Cuentos de la Malá Strana. Jan Neruda

Cuentos de la Malá Strana
Jan Neruda
Madrid : Cátedra, 2017
Povídky malostranské (1878)
Traductor: Antonio Rivas González
Introducción: Antonio Rivas González y Miguel Ángel Vega Cernuda

Hace unas semanas, la lectura de De noche, bajo el puente de piedra, de Leo Perutz, nos transportaba a la Praga misteriosa y mágica que se suele asociar a la época de Rodolfo II, en la que se mezclaban alquimistas, astrónomos, magos, gabinetes maravillosos y… una buena dosis de leyenda. Hoy, en virtud de las diferentes visiones que la literatura ha dado de esta ciudad, vamos a echar un vistazo a una Praga muy diferente, la versión costumbrista que nos ha legado Jan Neruda en su Cuentos de la Malá Strana.

Jan Neruda, nacido en 1834 en el “barrio pequeño” de Praga, o Malá Strana, fue un escritor realista con una gran capacidad para la observación y el detalle. Preocupado por el renacimiento de la cultura checa, en su obra busca enriquecer y cuidar su propia lengua, relegada en esa época por el alemán, que se imponía como lengua oficial del Imperio Austrohúngaro.

Los Cuentos de la Malá Strana, posiblemente su obra más conocida, conforman un retrato de las gentes de la época, su manera de vivir, su forma de hablar y de comportarse. Por una parte, se aprecia el cariño que el autor siente por ellos, pues al fin y al cabo forman parte de su infancia, pero al mismo tiempo es notable su lamento por el atraso social y cultural en el que aún están inmersos.

En la Casa de los Dos Soles, localizada en la calle hoy llamada Nerudová (pues allí vivió Jan Neruda), conocida en la época como Ostruhová, comienzan estos cuentos. Se trata de una corrala en la que Neruda nos permite curiosear no solo el día a día de sus habitantes, sino también el interior de sus pensamientos, de sus deseos, y de sus pobres habitaciones alquiladas con vistas al monte Petřín. A partir de aquí, y hasta el último relato, que vuelve a localizarse en otra vivienda similar -éste más amargo y crítico que el primero- se suceden los relatos de personajes independientes, con alguna anécdota que recordar, entre los que por ejemplo podemos ver cómo era el fenomenal odio que se dedicaban los señores Ryšánek y Schlegl o cómo, en uno de mis favoritos, el señor Vorel se fue a la ruina víctima del rechazo a lo novedoso propio de sus vecinos.

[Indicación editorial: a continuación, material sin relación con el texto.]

//! The build state machine.
//!
//! One [`Builder`] drives one build through
//! `Fresh -> RootPrepared -> Populated -> Executing -> Succeeded | Failed`.
//! Each step checks the state it starts from and any error moves the build
//! to `Failed`; a failed build cannot be resumed.

use std::fs::File;
use std::io::BufReader;
use std::path::PathBuf;
use std::sync::Arc;

use gauntlet_compose::{resolve, DependencySet};
use gauntlet_protocol::ObjectSource;
use gauntlet_shard::ShardReader;
use gauntlet_types::ContentHash;
use tracing::{info, warn};

use crate::chroot::{TaskRunner, TaskStatus};
use crate::config::BuildConfig;
use crate::deps::{download, fetch_closure};
use crate::error::{BuildError, BuildResult};
use crate::package::{output_header, package_output};
use crate::root::BuildRoot;

#[derive(Clone, Copy, Debug, PartialEq, Eq)]
pub enum BuildState {
    Fresh,
    RootPrepared,
    Populated,
    Executing,
    Succeeded,
    Failed,
}

/// What a completed build produced.
#[derive(Clone, Debug, PartialEq, Eq)]
pub struct BuildOutcome {
    pub status: TaskStatus,
    /// Hash of the published output shard, when an output path is configured.
    pub output: Option<ContentHash>,
}

pub struct Builder {
    config: BuildConfig,
    root: BuildRoot,
    source: Arc<dyn ObjectSource>,
    state: BuildState,
    deps: DependencySet,
}

impl Builder {
    /// A fresh build that will assemble its root at `root`.
    ///
    /// Whatever already exists at `root` is deleted by [`prepare`](Self::prepare).
    pub fn new(config: BuildConfig, root: impl Into<PathBuf>, source: Arc<dyn ObjectSource>) -> Self {
        Self {
            config,
            root: BuildRoot::new(root),
            source,
            state: BuildState::Fresh,
            deps: DependencySet::default(),
        }
    }

    pub fn state(&self) -> BuildState {
        self.state
    }

    pub fn root(&self) -> &BuildRoot {
        &self.root
    }

    pub fn config(&self) -> &BuildConfig {
        &self.config
    }

    /// Run every step in order.
    pub async fn run(&mut self) -> BuildResult<BuildOutcome> {
        self.prepare().await?;
        self.populate().await?;
        let status = self.execute().await?;
        let output = self.package().await?;
        Ok(BuildOutcome { status, output })
    }

    /// Recreate the root empty and copy the build-init tree into it.
    pub async fn prepare(&mut self) -> BuildResult<()> {
        self.require(BuildState::Fresh, "prepare")?;
        let root = self.root.clone();
        let init = self.config.build_init.clone();
        let build_path = self.config.build_path.clone();
        let result = tokio::task::spawn_blocking(move || -> BuildResult<u64> {
            root.reset()?;
            match init {
                Some(init) => root.copy_tree(&init, &build_path),
                None => Ok(0),
            }
        })
        .await
        .map_err(BuildError::from)
        .and_then(|r| r);
        let files = self.track(result)?;

        self.state = BuildState::RootPrepared;
        info!(root = %self.root.path().display(), files, "build root prepared");
        Ok(())
    }

    /// Fetch and install every dependency shard, then place explicit files.
    pub async fn populate(&mut self) -> BuildResult<()> {
        self.require(BuildState::RootPrepared, "populate")?;
        let result = self.populate_root().await;
        self.track(result)?;
        self.state = BuildState::Populated;
        info!(
            root = %self.root.path().display(),
            deps = self.deps.len(),
            files = self.config.files.len(),
            "build root populated"
        );
        Ok(())
    }

    async fn populate_root(&mut self) -> BuildResult<()> {
        self.deps = resolve(&self.config.compose, &self.config.compose_buildonly)?;

        for url in &self.config.git_hint {
            match self.source.register_git(url).await {
                Ok(slot) => info!(%url, slot, "registered git hint"),
                Err(e) => warn!(%url, error = %e, "git hint registration failed"),
            }
        }

        let scratch = tempfile::tempdir()?;
        let closure = fetch_closure(
            Arc::clone(&self.source),
            &self.deps.linked_hashes(),
            &self.deps.build_only_hashes(),
            scratch.path(),
            self.config.fetch_concurrency,
        )
        .await?;

        for hash in closure.install_order() {
            let hash = *hash;
            let path = closure.shard_path(&hash);
            let root = self.root.clone();
            tokio::task::spawn_blocking(move || -> BuildResult<()> {
                let file = File::open(&path).map_err(|e| BuildError::setup(&path, e))?;
                let reader = ShardReader::decode(BufReader::new(file))
                    .map_err(|source| BuildError::InvalidShard { hash, source })?;
                root.install_shard(&hash, reader)
            })
            .await??;
        }

        for (path, hash) in &self.config.files {
            let target = self.root.file_target(path, &self.config.build_path)?;
            let object = scratch.path().join(format!("file-{}", hash.to_hex()));
            if !object.exists() {
                download(self.source.as_ref(), hash, &object).await?;
            }
            let root = self.root.clone();
            tokio::task::spawn_blocking(move || root.place_file(&object, &target)).await??;
            info!(%path, %hash, "placed file");
        }
        Ok(())
    }

    /// Run the task inside the root and wait for it.
    ///
    /// A task that exits non-zero, is killed or times out fails the build
    /// with [`BuildError::TaskFailed`] carrying its status.
    pub async fn execute(&mut self) -> BuildResult<TaskStatus> {
        self.require(BuildState::Populated, "execute")?;
        self.state = BuildState::Executing;
        info!(task = %self.config.task, "executing task");

        let runner = TaskRunner::chrooted(self.root.path(), self.config.task.clone())
            .with_timeout(self.config.timeout());
        let result = tokio::task::spawn_blocking(move || runner.run())
            .await
            .map_err(BuildError::from)
            .and_then(|r| r);
        let status = self.track(result)?;
        self.conclude(status)
    }

    /// Settle an executing build from the task's status.
    fn conclude(&mut self, status: TaskStatus) -> BuildResult<TaskStatus> {
        if !status.success() {
            self.state = BuildState::Failed;
            return Err(BuildError::TaskFailed {
                task: self.config.task.clone(),
                status,
            });
        }
        self.state = BuildState::Succeeded;
        Ok(status)
    }

    /// Publish the output directory as a shard. Returns `None` when no output
    /// path is configured.
    pub async fn package(&mut self) -> BuildResult<Option<ContentHash>> {
        self.require(BuildState::Succeeded, "package")?;
        let Some(output_path) = self.config.output_path.clone() else {
            return Ok(None);
        };
        let header = output_header(&self.config, &self.deps);
        let result = package_output(self.source.as_ref(), &self.root, &output_path, header).await;
        self.track(result).map(Some)
    }

    fn require(&self, expected: BuildState, action: &'static str) -> BuildResult<()> {
        if self.state == expected {
            Ok(())
        } else {
            Err(BuildError::InvalidState {
                action,
                state: self.state,
            })
        }
    }

    fn track<T>(&mut self, result: BuildResult<T>) -> BuildResult<T> {
        if let Err(e) = &result {
            warn!(state = ?self.state, error = %e, "build failed");
            self.state = BuildState::Failed;
        }
        result
    }
}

En aquel tiempo todo tenía su sitio determinado, instalar de repente una tienda de sémolas allí donde había antes, por ejemplo, una tienda de comestibles era una de esas cosas tan descabelladas que ni se le ocurría a nadie. Una tienda se heredaba de padres a hijos, y si a pesar de todo se le traspasaba a algún forastero de Praga o del campo, los nativos no lo veían como a alguien demasiado extraño, mientras se sometiese al orden acostumbrado y no los enredase con novedades. Pero él, el señor Vorel, no solo era un completo forastero, sino que además instaló su tienda de cereales en la casa del Ángel Verde, donde hasta ese momento no había habido ninguna tienda en toda la vida.

Cuentos de la Malá Strana es una buena forma de trasladarse a una época que ya no existe, pero que retrata, empleando con frecuencia recursos humorísticos, actitudes y tipos humanos que muy bien pueden encontrarse hoy en día.

Un comentario

  • José Alejandro Martínez
    José Alejandro Martínez

    Hace tiempo leí a Neruda y me impresionó su exploración del submundo urbano, la marginalidad y los ambientes policiales. Tenía un realismo que me parecía muy adelantado a su tiempo. También detecté algún rasgo de antisemitismo, lo cual no era nada raro en los escritores de su época y menos en un autor vinculado al movimiento checo de reivindicación de su cultura nacional: el mundo judío praguense estaba a su vez conectado con el conjunto de la Mitteleuropa austrohúngara y germánica en general, a través de la lengua alemana. Por otro lado es impagable esa referencia al proceso histórico de transformación desde un modelo de ciudad estable, gremial, aparentemente inmutable, a otro de urbe moderna, industrial, despersonalizada, desarraigada y efímera, cuya expresión extrema experimentamos en nuestra propia época: creo que Paul Virilio y Marc Augé tendrían algo que decir sobre Malá Strana. Preciosa reseña.